Umbra: a personal recounting - a Lower East Side cultural group of the 1960's - Lower East Side Retrospective
African American Review, Winter, 1993 by Calvin Hernton
Physically, as a cohesive, functioning group, Umbra existed for only couple of years. But in terms of its impact on my work and my life, the two years of Umbra's physical existence constituted a lifetime; its influence on my writing and its meaning for my life through the years are immeasurable and timeless.
I love everything about Umbra. I love the outlandish parties we gave to raise funds to publish the Umbra magazine and to keep ourselves going. But the three things I love and now cherish most are the writing workshop sessions, the poetry readings, and the friendships and camaraderie.
I first went to New York the summer after my second year at Talladega College in Alabama. From then on I returned during summers throughout my undergraduate and graduate years in school. After getting my master's degree from Fisk University in Nashville, I returned to New York and lived on St. Nicholas Avenue near West 119th Street in Harlem for about two years. Then I left New York, returned to the South, and spent four years as an instructor of social science in four different Negro colleges.

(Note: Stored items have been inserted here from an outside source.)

//! Syntax classification of identifier arguments against the current memory
//! map. Pure string work: `&name`/`name&` address references, `*name`
//! pointer dereference, `$`/`%`/`!`/`^` element queries, `&module.name`
//! intermodular references, bare numerals, and plain identifiers.
//!
//! Ordering matters: intermodular syntax is checked before single-identifier
//! reference syntax because both can match the same literal string.

use lazy_static::lazy_static;
use regex::Regex;

use crate::error::ErrorKind;
use crate::memory::{MemoryEntry, MemoryMap, ValueType};

lazy_static! {
    static ref INT_NUMERAL: Regex = Regex::new(r"^[+-]?[0-9]+$").unwrap();
    static ref FLOAT_NUMERAL: Regex =
        Regex::new(r"^[+-]?([0-9]+\.?[0-9]*|\.[0-9]+)([eE][+-]?[0-9]+)?$").unwrap();
    static ref INTERMODULAR_START: Regex =
        Regex::new(r"^&([A-Za-z_][A-Za-z0-9_]*)\.([A-Za-z_][A-Za-z0-9_]*)$").unwrap();
    static ref INTERMODULAR_END: Regex =
        Regex::new(r"^([A-Za-z_][A-Za-z0-9_]*)\.([A-Za-z_][A-Za-z0-9_]*)&$").unwrap();
}

/// What an identifier argument turned out to be. Memory-backed forms carry a
/// copy of the resolved entry.
#[derive(Debug, Clone, PartialEq)]
pub enum Classified {
    IntLiteral(i64),
    FloatLiteral(f64),
    /// `&module.name` (start) or `module.name&` (end). Resolution belongs to
    /// the external linking stage.
    Intermodular {
        module: String,
        name: String,
        end: bool,
    },
    /// `&name`: start-of-region byte address.
    MemoryStart(MemoryEntry),
    /// `name&`: one past the end of the region.
    MemoryEnd(MemoryEntry),
    /// `*name`: value read through the pointer cell.
    Deref(MemoryEntry),
    /// `$name`: number of elements.
    ElementCount(MemoryEntry),
    /// `%name`: element word size in bytes.
    ElementWordSize(MemoryEntry),
    /// `!name`: smallest value of the element type.
    ElementMin(MemoryEntry),
    /// `^name`: largest value of the element type.
    ElementMax(MemoryEntry),
    /// Anything else: a local, constant or memory cell name.
    Plain(String),
}

/// Classify one identifier argument. Sigil forms referring to names missing
/// from the memory map fail with an undeclared-identifier error; a bare name
/// stays `Plain` for the caller to resolve against locals and constants.
pub fn classify(text: &str, memory: &MemoryMap) -> Result<Classified, ErrorKind> {
    if INT_NUMERAL.is_match(text) {
        if let Ok(v) = text.parse::<i64>() {
            return Ok(Classified::IntLiteral(v));
        }
    }
    if FLOAT_NUMERAL.is_match(text) {
        if let Ok(v) = text.parse::<f64>() {
            return Ok(Classified::FloatLiteral(v));
        }
    }

    // Intermodular before single-identifier reference syntax.
    if let Some(caps) = INTERMODULAR_START.captures(text) {
        return Ok(Classified::Intermodular {
            module: caps[1].to_string(),
            name: caps[2].to_string(),
            end: false,
        });
    }
    if let Some(caps) = INTERMODULAR_END.captures(text) {
        return Ok(Classified::Intermodular {
            module: caps[1].to_string(),
            name: caps[2].to_string(),
            end: true,
        });
    }

    if let Some(name) = text.strip_prefix('&') {
        return resolve(name, memory).map(Classified::MemoryStart);
    }
    if let Some(name) = text.strip_suffix('&') {
        return resolve(name, memory).map(Classified::MemoryEnd);
    }
    if let Some(name) = text.strip_prefix('*') {
        return resolve(name, memory).map(Classified::Deref);
    }
    if let Some(name) = text.strip_prefix('$') {
        return resolve(name, memory).map(Classified::ElementCount);
    }
    if let Some(name) = text.strip_prefix('%') {
        return resolve(name, memory).map(Classified::ElementWordSize);
    }
    if let Some(name) = text.strip_prefix('!') {
        return resolve(name, memory).map(Classified::ElementMin);
    }
    if let Some(name) = text.strip_prefix('^') {
        return resolve(name, memory).map(Classified::ElementMax);
    }

    Ok(Classified::Plain(text.to_string()))
}

fn resolve(name: &str, memory: &MemoryMap) -> Result<MemoryEntry, ErrorKind> {
    memory.get(name).cloned().ok_or_else(|| ErrorKind::Undeclared {
        name: name.to_string(),
    })
}

/// Smallest and largest representable element values for an integer-element
/// cell. Float-element cells have no integral bound and are rejected.
/// The unsigned 4-byte maximum is returned as its i32 bit pattern.
pub fn element_bounds(entry: &MemoryEntry) -> Result<(i32, i32), ErrorKind> {
    if entry.value_type() != ValueType::Int || entry.is_pointer {
        return Err(ErrorKind::TypeMismatch {
            message: format!(
                "'{}' has no integral element bounds ({} element)",
                entry.id,
                entry.ty.name()
            ),
        });
    }
    let bounds = match (entry.element_word_size, entry.is_unsigned) {
        (1, true) => (0, 255),
        (1, false) => (-128, 127),
        (2, true) => (0, 65535),
        (2, false) => (-32768, 32767),
        (4, true) => (0, -1),
        _ => (i32::MIN, i32::MAX),
    };
    Ok(bounds)
}

#[cfg(test)]
mod tests {
    use super::*;
    use crate::memory::CellSpec;

    fn sample_map() -> MemoryMap {
        let mut map = MemoryMap::new();
        map.allocate("freq", CellSpec::scalar(ValueType::Float, None), 0)
            .unwrap();
        map.allocate("p", CellSpec::pointer(ValueType::Float64, 1), 0)
            .unwrap();
        map.allocate("wave", CellSpec::buffer(ValueType::Int, 16, 1, true), 0)
            .unwrap();
        map.allocate("pcm", CellSpec::buffer(ValueType::Int, 8, 2, false), 0)
            .unwrap();
        map
    }

    #[test]
    fn test_numerals() {
        let map = MemoryMap::new();
        assert_eq!(classify("42", &map).unwrap(), Classified::IntLiteral(42));
        assert_eq!(classify("-7", &map).unwrap(), Classified::IntLiteral(-7));
        assert_eq!(
            classify("0.5", &map).unwrap(),
            Classified::FloatLiteral(0.5)
        );
        assert_eq!(
            classify("1e3", &map).unwrap(),
            Classified::FloatLiteral(1000.0)
        );
    }

    #[test]
    fn test_intermodular_checked_before_memory_reference() {
        let map = sample_map();
        assert_eq!(
            classify("&osc.freq", &map).unwrap(),
            Classified::Intermodular {
                module: "osc".to_string(),
                name: "freq".to_string(),
                end: false,
            }
        );
        assert_eq!(
            classify("osc.freq&", &map).unwrap(),
            Classified::Intermodular {
                module: "osc".to_string(),
                name: "freq".to_string(),
                end: true,
            }
        );
        // Double ampersand matches neither form.
        assert!(matches!(
            classify("&osc.freq&", &map),
            Err(ErrorKind::Undeclared { .. })
        ));
    }

    #[test]
    fn test_memory_references() {
        let map = sample_map();
        match classify("&freq", &map).unwrap() {
            Classified::MemoryStart(e) => assert_eq!(e.id, "freq"),
            other => panic!("expected MemoryStart, got {:?}", other),
        }
        match classify("wave&", &map).unwrap() {
            Classified::MemoryEnd(e) => assert_eq!(e.id, "wave"),
            other => panic!("expected MemoryEnd, got {:?}", other),
        }
        match classify("*p", &map).unwrap() {
            Classified::Deref(e) => assert!(e.is_pointer),
            other => panic!("expected Deref, got {:?}", other),
        }
    }

    #[test]
    fn test_sigil_on_undeclared_name_fails() {
        let map = sample_map();
        for text in ["&nope", "nope&", "*nope", "$nope", "%nope", "!nope", "^nope"] {
            assert!(
                matches!(classify(text, &map), Err(ErrorKind::Undeclared { .. })),
                "{text} should be undeclared"
            );
        }
    }

    #[test]
    fn test_element_queries() {
        let map = sample_map();
        match classify("$wave", &map).unwrap() {
            Classified::ElementCount(e) => assert_eq!(e.number_of_elements, 16),
            other => panic!("unexpected {:?}", other),
        }
        match classify("%pcm", &map).unwrap() {
            Classified::ElementWordSize(e) => assert_eq!(e.element_word_size, 2),
            other => panic!("unexpected {:?}", other),
        }
    }

    #[test]
    fn test_element_bounds() {
        let map = sample_map();
        let wave = map.get("wave").unwrap();
        assert_eq!(element_bounds(wave).unwrap(), (0, 255));
        let pcm = map.get("pcm").unwrap();
        assert_eq!(element_bounds(pcm).unwrap(), (-32768, 32767));
        let freq = map.get("freq").unwrap();
        assert!(matches!(
            element_bounds(freq),
            Err(ErrorKind::TypeMismatch { .. })
        ));
        let p = map.get("p").unwrap();
        assert!(element_bounds(p).is_err());
    }

    #[test]
    fn test_plain_identifier_stays_unresolved() {
        let map = sample_map();
        assert_eq!(
            classify("gain", &map).unwrap(),
            Classified::Plain("gain".to_string())
        );
    }
}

Unable to survive in those environments, I came back to New York, not quite knowing what I was going to do, except to find a job quickly. I had gotten married down south, and my wife Mildred returned with me. We left our baby son Antone with his maternal grandmother in South Carolina. I was unable this time to find a suitable place for us in Harlem, but a friend, Raymond Patterson, directed us to the landlord of his former apartment on East 6th Street between First and Second Avenues. This was how I came to be on the Lower East Side of New York around the begginning of the 1960s.

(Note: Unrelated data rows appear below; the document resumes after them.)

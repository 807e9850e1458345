//! Instruction bodies. Each function runs after the shared validator has
//! checked scope and operand preconditions; it mutates the context in place,
//! emitting bytes through the context's routing primitive and keeping the
//! abstract operand stack in sync with the emitted code.

use crate::context::{BlockType, CompilationContext, Const, MapRow, MapState, StackItem};
use crate::encoder::{blocktype, op};
use crate::error::{ErrorKind, Result};
use crate::ident::{self, Classified};
use crate::instruction::Argument;
use crate::memory::{CellSpec, MemoryEntry, ValueType};

// =============================================================================
// Argument helpers
// =============================================================================

fn bad_arg(
    ctx: &CompilationContext,
    name: &str,
    message: impl Into<String>,
) -> crate::error::CompileError {
    ctx.err(ErrorKind::Argument {
        instruction: name.to_string(),
        message: message.into(),
    })
}

fn require_arg<'a>(
    ctx: &CompilationContext,
    name: &str,
    args: &'a [Argument],
    index: usize,
) -> Result<&'a Argument> {
    args.get(index)
        .ok_or_else(|| bad_arg(ctx, name, format!("missing argument {}", index + 1)))
}

fn require_ident<'a>(
    ctx: &CompilationContext,
    name: &str,
    args: &'a [Argument],
    index: usize,
) -> Result<&'a str> {
    require_arg(ctx, name, args, index)?
        .identifier()
        .ok_or_else(|| bad_arg(ctx, name, format!("argument {} must be an identifier", index + 1)))
}

fn require_number(
    ctx: &CompilationContext,
    name: &str,
    args: &[Argument],
    index: usize,
) -> Result<(f64, bool)> {
    require_arg(ctx, name, args, index)?
        .number()
        .ok_or_else(|| bad_arg(ctx, name, format!("argument {} must be a number", index + 1)))
}

fn is_plain_name(text: &str) -> bool {
    let mut chars = text.chars();
    match chars.next() {
        Some(c) if c.is_ascii_alphabetic() || c == '_' => {}
        _ => return false,
    }
    chars.all(|c| c.is_ascii_alphanumeric() || c == '_')
}

/// `int` / `float` / `float64` as a type argument.
fn type_arg(ctx: &CompilationContext, name: &str, text: &str) -> Result<ValueType> {
    match text {
        "int" => Ok(ValueType::Int),
        "float" => Ok(ValueType::Float),
        "float64" => Ok(ValueType::Float64),
        other => Err(bad_arg(
            ctx,
            name,
            format!("'{other}' is not a type (expected int, float or float64)"),
        )),
    }
}

fn optional_type_arg(
    ctx: &CompilationContext,
    name: &str,
    args: &[Argument],
) -> Result<Option<ValueType>> {
    match args.first() {
        None => Ok(None),
        Some(arg) => {
            let text = arg
                .identifier()
                .ok_or_else(|| bad_arg(ctx, name, "result type must be an identifier"))?;
            type_arg(ctx, name, text).map(Some)
        }
    }
}

/// A literal or declared constant, as map rows and defaults accept.
fn const_or_literal(
    ctx: &CompilationContext,
    name: &str,
    arg: &Argument,
) -> Result<(f64, ValueType)> {
    if let Some((value, is_integer)) = arg.number() {
        let ty = if is_integer {
            ValueType::Int
        } else {
            ValueType::Float
        };
        return Ok((value, ty));
    }
    let ident = arg.identifier().unwrap_or_default();
    match ctx.namespace.consts.get(ident) {
        Some(c) => Ok((c.value, c.ty)),
        None => Err(ctx.err(ErrorKind::Undeclared {
            name: ident.to_string(),
        })),
    }
}

fn check_fresh_name(ctx: &CompilationContext, name: &str, id: &str) -> Result<()> {
    if !is_plain_name(id) {
        return Err(bad_arg(ctx, name, format!("'{id}' is not a valid name")));
    }
    if ctx.namespace.memory.contains(id)
        || ctx.namespace.locals.contains_key(id)
        || ctx.namespace.consts.contains_key(id)
    {
        return Err(ctx.err(ErrorKind::Redeclared {
            name: id.to_string(),
        }));
    }
    Ok(())
}

// =============================================================================
// Declarations
// =============================================================================

pub fn declare(
    ctx: &mut CompilationContext,
    name: &str,
    args: &[Argument],
    base: ValueType,
    pointer_depth: u8,
) -> Result<()> {
    let id = require_ident(ctx, name, args, 0)?.to_string();
    check_fresh_name(ctx, name, &id)?;

    let spec = if pointer_depth > 0 {
        CellSpec::pointer(base, pointer_depth)
    } else {
        let default = match args.get(1) {
            None => None,
            Some(arg) => match arg.number() {
                Some((value, _)) => Some(value),
                None => return Err(bad_arg(ctx, name, "default value must be a number")),
            },
        };
        CellSpec::scalar(base, default)
    };

    let base_address = ctx.starting_byte_address;
    if let Some(kind) = ctx.namespace.memory.allocate(&id, spec, base_address).err() {
        return Err(ctx.err(kind));
    }
    Ok(())
}

pub fn declare_buffer(
    ctx: &mut CompilationContext,
    name: &str,
    args: &[Argument],
    base: ValueType,
    element_word_size: u32,
    is_unsigned: bool,
) -> Result<()> {
    let id = require_ident(ctx, name, args, 0)?.to_string();
    check_fresh_name(ctx, name, &id)?;

    let (count, is_integer) = require_number(ctx, name, args, 1)?;
    if !is_integer || count < 1.0 {
        return Err(bad_arg(ctx, name, "element count must be a positive integer"));
    }
    // An `as u32` cast would saturate silently for absurd counts; bound the
    // region against the unit's linear memory before converting.
    let max_elements = ctx.memory_byte_size / element_word_size;
    if count > max_elements as f64 {
        return Err(bad_arg(
            ctx,
            name,
            format!("{count} elements of {element_word_size} byte(s) exceed linear memory"),
        ));
    }

    let spec = CellSpec::buffer(base, count as u32, element_word_size, is_unsigned);
    let base_address = ctx.starting_byte_address;
    if let Some(kind) = ctx.namespace.memory.allocate(&id, spec, base_address).err() {
        return Err(ctx.err(kind));
    }
    Ok(())
}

From 14th Street to Houston and from 3rd Avenue to Avenue D, the neighborhood was occupied with first, second, and even third generations of European immigrants, including Italians Poles, Hungarians, Germans, and Jews from the Soviet Union and the East European Diaspora. Recently however the neighborhood had witnessed an influx of young new-generation artists and artist types, beatniks and later on hippies, including a great many poets and writers--Allen Ginsberg Gregory Corso, Joel Oppenheimer, Jack Kerouac, Ed Sanders, and others--who quickly established themselves, creating their own spaces in certain bars and coffeehouses where they gathered to read their works, exchange ideas, and socialize. One such coffeehouse was Les Deux Megots. I found it quite accidentally around the comer from my house, which was on East 7th Street. I started hanging out there and participating in the poetry readings. It was the only such place where one of the owners was a black man. But very few blacks were there; often I was the only one. On one occasion, though, another black poet, David Henderson, appeared and read his poems.

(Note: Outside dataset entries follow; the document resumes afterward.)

impl CompilationContext {
    pub fn new(config: &UnitConfig) -> Self {
        CompilationContext {
            module_id: config.module_id.clone(),
            namespace: Namespace::default(),
            stack: Vec::new(),
            block_stack: vec![Frame::new(BlockType::Module, None, 0)],
            init_segment: Vec::new(),
            loop_segment: Vec::new(),
            starting_byte_address: config.starting_byte_address,
            memory_byte_size: config.memory_byte_size,
            map: None,
            relocations: Vec::new(),
            line: 0,
            temp_counter: 0,
        }
    }

    pub fn set_line(&mut self, line: u32) {
        self.line = line;
    }

    pub fn line(&self) -> u32 {
        self.line
    }

    /// Wrap a taxonomy entry with the current line and module.
    pub fn err(&self, kind: ErrorKind) -> CompileError {
        CompileError {
            kind,
            line: self.line,
            module: self.module_id.clone(),
        }
    }

    // -------------------------------------------------------------------------
    // Block stack
    // -------------------------------------------------------------------------

    pub fn top_block(&self) -> &Frame {
        // The MODULE frame is never popped, so the stack is never empty.
        self.block_stack.last().unwrap()
    }

    pub fn top_block_mut(&mut self) -> &mut Frame {
        self.block_stack.last_mut().unwrap()
    }

    pub fn push_frame(&mut self, block_type: BlockType, expected: Option<ValueType>) {
        let depth = self.stack.len();
        self.block_stack.push(Frame::new(block_type, expected, depth));
    }

    /// Pop the top frame, which must match `expected`; `closer` names the
    /// closing instruction for the error message.
    pub fn pop_frame(&mut self, expected: BlockType, closer: &str) -> Result<Frame> {
        let top = *self.top_block();
        if top.block_type != expected || top.block_type == BlockType::Module {
            return Err(self.err(ErrorKind::MissingBlockStart {
                closer: closer.to_string(),
                opener: expected.opener().to_string(),
            }));
        }
        Ok(self.block_stack.pop().unwrap())
    }

    /// True while any INIT frame is open; routes emission.
    pub fn in_init(&self) -> bool {
        self.block_stack
            .iter()
            .any(|f| f.block_type == BlockType::Init)
    }

    // -------------------------------------------------------------------------
    // Operand stack
    // -------------------------------------------------------------------------

    pub fn push_item(&mut self, item: StackItem) {
        self.stack.push(item);
    }

    pub fn pop_item(&mut self, instruction: &str) -> Result<StackItem> {
        self.stack.pop().ok_or_else(|| {
            self.err(ErrorKind::MissingOperands {
                instruction: instruction.to_string(),
                needed: 1,
                found: 0,
            })
        })
    }

    pub fn peek_item(&self, instruction: &str) -> Result<&StackItem> {
        self.stack.last().ok_or_else(|| {
            self.err(ErrorKind::MissingOperands {
                instruction: instruction.to_string(),
                needed: 1,
                found: 0,
            })
        })
    }

    // -------------------------------------------------------------------------
    // Locals
    // -------------------------------------------------------------------------

    pub fn declare_local(&mut self, name: &str, ty: ValueType) -> Result<u32> {
        if self.namespace.locals.contains_key(name)
            || self.namespace.consts.contains_key(name)
            || self.namespace.memory.contains(name)
        {
            return Err(self.err(ErrorKind::Redeclared {
                name: name.to_string(),
            }));
        }
        Ok(self.namespace.add_local(name.to_string(), ty))
    }

    /// Allocate a fresh unnamed temporary. Temporaries are never reused
    /// within one compilation.
    pub fn alloc_temp(&mut self, ty: ValueType) -> u32 {
        let name = format!("#tmp{}", self.temp_counter);
        self.temp_counter += 1;
        self.namespace.add_local(name, ty)
    }

    pub fn local_decls(&self) -> Vec<LocalDecl> {
        let mut by_index: Vec<(&String, &Local)> = self.namespace.locals.iter().collect();
        by_index.sort_by_key(|(_, local)| local.index);
        by_index
            .into_iter()
            .map(|(name, local)| LocalDecl {
                name: name.clone(),
                ty: local.ty,
            })
            .collect()
    }

    // -------------------------------------------------------------------------
    // Emission
    // -------------------------------------------------------------------------

    fn segment_mut(&mut self) -> &mut Vec<u8> {
        if self.in_init() {
            &mut self.init_segment
        } else {
            &mut self.loop_segment
        }
    }

    pub fn current_segment(&self) -> SegmentId {
        if self.in_init() {
            SegmentId::Init
        } else {
            SegmentId::Loop
        }
    }

    /// The single emit primitive: append raw bytes to whichever segment the
    /// block stack routes to.
    pub fn emit(&mut self, bytes: &[u8]) {
        self.segment_mut().extend_from_slice(bytes);
    }

    pub fn emit_op(&mut self, opcode: u8) {
        self.segment_mut().push(opcode);
    }

    pub fn emit_uleb(&mut self, value: u32) {
        let seg = self.segment_mut();
        encoder::uleb(value as u64, seg);
    }

    pub fn emit_i32_const(&mut self, value: i32) {
        let seg = self.segment_mut();
        seg.push(op::I32_CONST);
        encoder::sleb(value as i64, seg);
    }

    pub fn emit_f32_const(&mut self, value: f32) {
        let seg = self.segment_mut();
        seg.push(op::F32_CONST);
        encoder::f32_bytes(value, seg);
    }

    pub fn emit_f64_const(&mut self, value: f64) {
        let seg = self.segment_mut();
        seg.push(op::F64_CONST);
        encoder::f64_bytes(value, seg);
    }

    /// Typed constant from an f64-carried value, as used by map rows,
    /// defaults and declared constants.
    pub fn emit_const_of(&mut self, ty: ValueType, value: f64) {
        match ty {
            ValueType::Int => self.emit_i32_const(value as i64 as i32),
            ValueType::Float => self.emit_f32_const(value as f32),
            ValueType::Float64 => self.emit_f64_const(value),
        }
    }

    pub fn emit_local_get(&mut self, index: u32) {
        self.emit_op(op::LOCAL_GET);
        self.emit_uleb(index);
    }

    pub fn emit_local_set(&mut self, index: u32) {
        self.emit_op(op::LOCAL_SET);
        self.emit_uleb(index);
    }

    /// Memory access opcode with its alignment and offset immediates.
    pub fn emit_access(&mut self, opcode: u8, align_log2: u32) {
        self.emit_op(opcode);
        self.emit_uleb(align_log2);
        self.emit_uleb(0);
    }

    /// Emit an `i32.const` whose immediate is a 5-byte padded placeholder,
    /// and record a relocation for the external linker to patch.
    pub fn emit_reloc_const(&mut self, module: String, name: String, end: bool) {
        let segment = self.current_segment();
        self.emit_op(op::I32_CONST);
        let offset = match segment {
            SegmentId::Init => self.init_segment.len(),
            SegmentId::Loop => self.loop_segment.len(),
        };
        let seg = self.segment_mut();
        encoder::sleb_padded(0, 5, seg);
        self.relocations.push(Relocation {
            module,
            name,
            end,
            segment,
            offset,
        });
    }

    // -------------------------------------------------------------------------
    // Finalization
    // -------------------------------------------------------------------------

    pub fn finish(self) -> Result<CompiledUnit> {
        if self.block_stack.len() != 1 {
            let open = self.top_block().block_type;
            let err = self.err(ErrorKind::Argument {
                instruction: "<end of unit>".to_string(),
                message: format!("unclosed '{}' block", open.name()),
            });
            return Err(err);
        }
        if !self.stack.is_empty() {
            let err = self.err(ErrorKind::Argument {
                instruction: "<end of unit>".to_string(),
                message: format!("{} value(s) left on the operand stack", self.stack.len()),
            });
            return Err(err);
        }
        Ok(CompiledUnit {
            module_id: self.module_id.clone(),
            memory: self.namespace.memory.clone(),
            locals: self.local_decls(),
            init_segment: self.init_segment,
            loop_segment: self.loop_segment,
            relocations: self.relocations,
            memory_byte_size: self.memory_byte_size,
        })
    }
}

I had been writing since I entered college, and one of my poems had been published in a professional journal during my junior year. Some of my professors, particularly my writing professor, had been instrumental in bringing me as a promising writer to the attention of Langston Hughes, at whose house on East 127th Street in Harlem I was not a stranger.
When Mildred and I moved to New York that fateful summer of 1961, neither of us realized the extent to which writing was a part of my blood. However, once on the Lower East Side, which became known as the "East Village," and having met David Henderson, my wife and I soon discovered just how hopelessly I was possessed by the desire to be a writer.
Recklessly and excitedly I gave myself to writing and the life it entailed. I hurt some people I loved. I hurt Mildred. I knew she suffered. But I pressed forward, relentlessly.
I do not recall it being so much a matter of determination. It was rather that I was caught up in something so powerful in me that it overwhelmed and challenged me, and I loved it and could not let go. It was living on the Lower East Side and getting involved with Umbra that brought this to a head.
Although Raymond Patterson no longer lived on the Lower East Side, it was he who gave my name to Tom Dent who, in turn, left a message for me at Les Deux Megots. Tom's idea was that the blacks on the Lower East Side were very few in number--particularly the writers and artists--and we should do something about the isolation and anonymity we felt. We could at least come together and get to know each other. Tom said he knew several more blacks in the neighborhood--he mentioned Calvin Hicks, a political ideologue--and I mentioned David Henderson, the teenaged poet from the Bronx who was virtually living on the Lower East Side, spending many nights with Mildred and L and soon with our son Antone and Mildred's oldest sister Pearl, both of whom had recently come from South Carolina to share our tiny Lower East Side apartment.
The first meeting was at Tom Dent's apartment. At the time Tom was Publicity Director for the NAACP's Legal Defense Fund. I do not recall how many people were cramped into the small rooms, although one (the "living room") was larger than the other (the "kitchenette"). I do recall, however, that at subsequent meetings dozens of us packed ourselves into those two rooms at 214 East 2nd Street. In the second issue of Umbra, our magazine, the membership of the Umbra Workshop numbered some thirty-odd people, including the founding members of the Society of Umbra, the first three being co-editors of the magazine as well--Tom Dent, David Henderson, Calvin Hernton, Ishmael Reed, Rolland Snellings (Askia Muhammad Toure), Oliver Pitcher, Lorenzo Thomas, Maryanne and Lennox Raphael along with Alvin Simon, Nora Hicks (secretary), Norman Pritchard, Jr. (treasurer), Charles Patterson (circulation manager), William E. Day (production editor), and other members, such as Art Berger, Jane Logan, Mildred Hernton, Brenda Walcott, and the rest.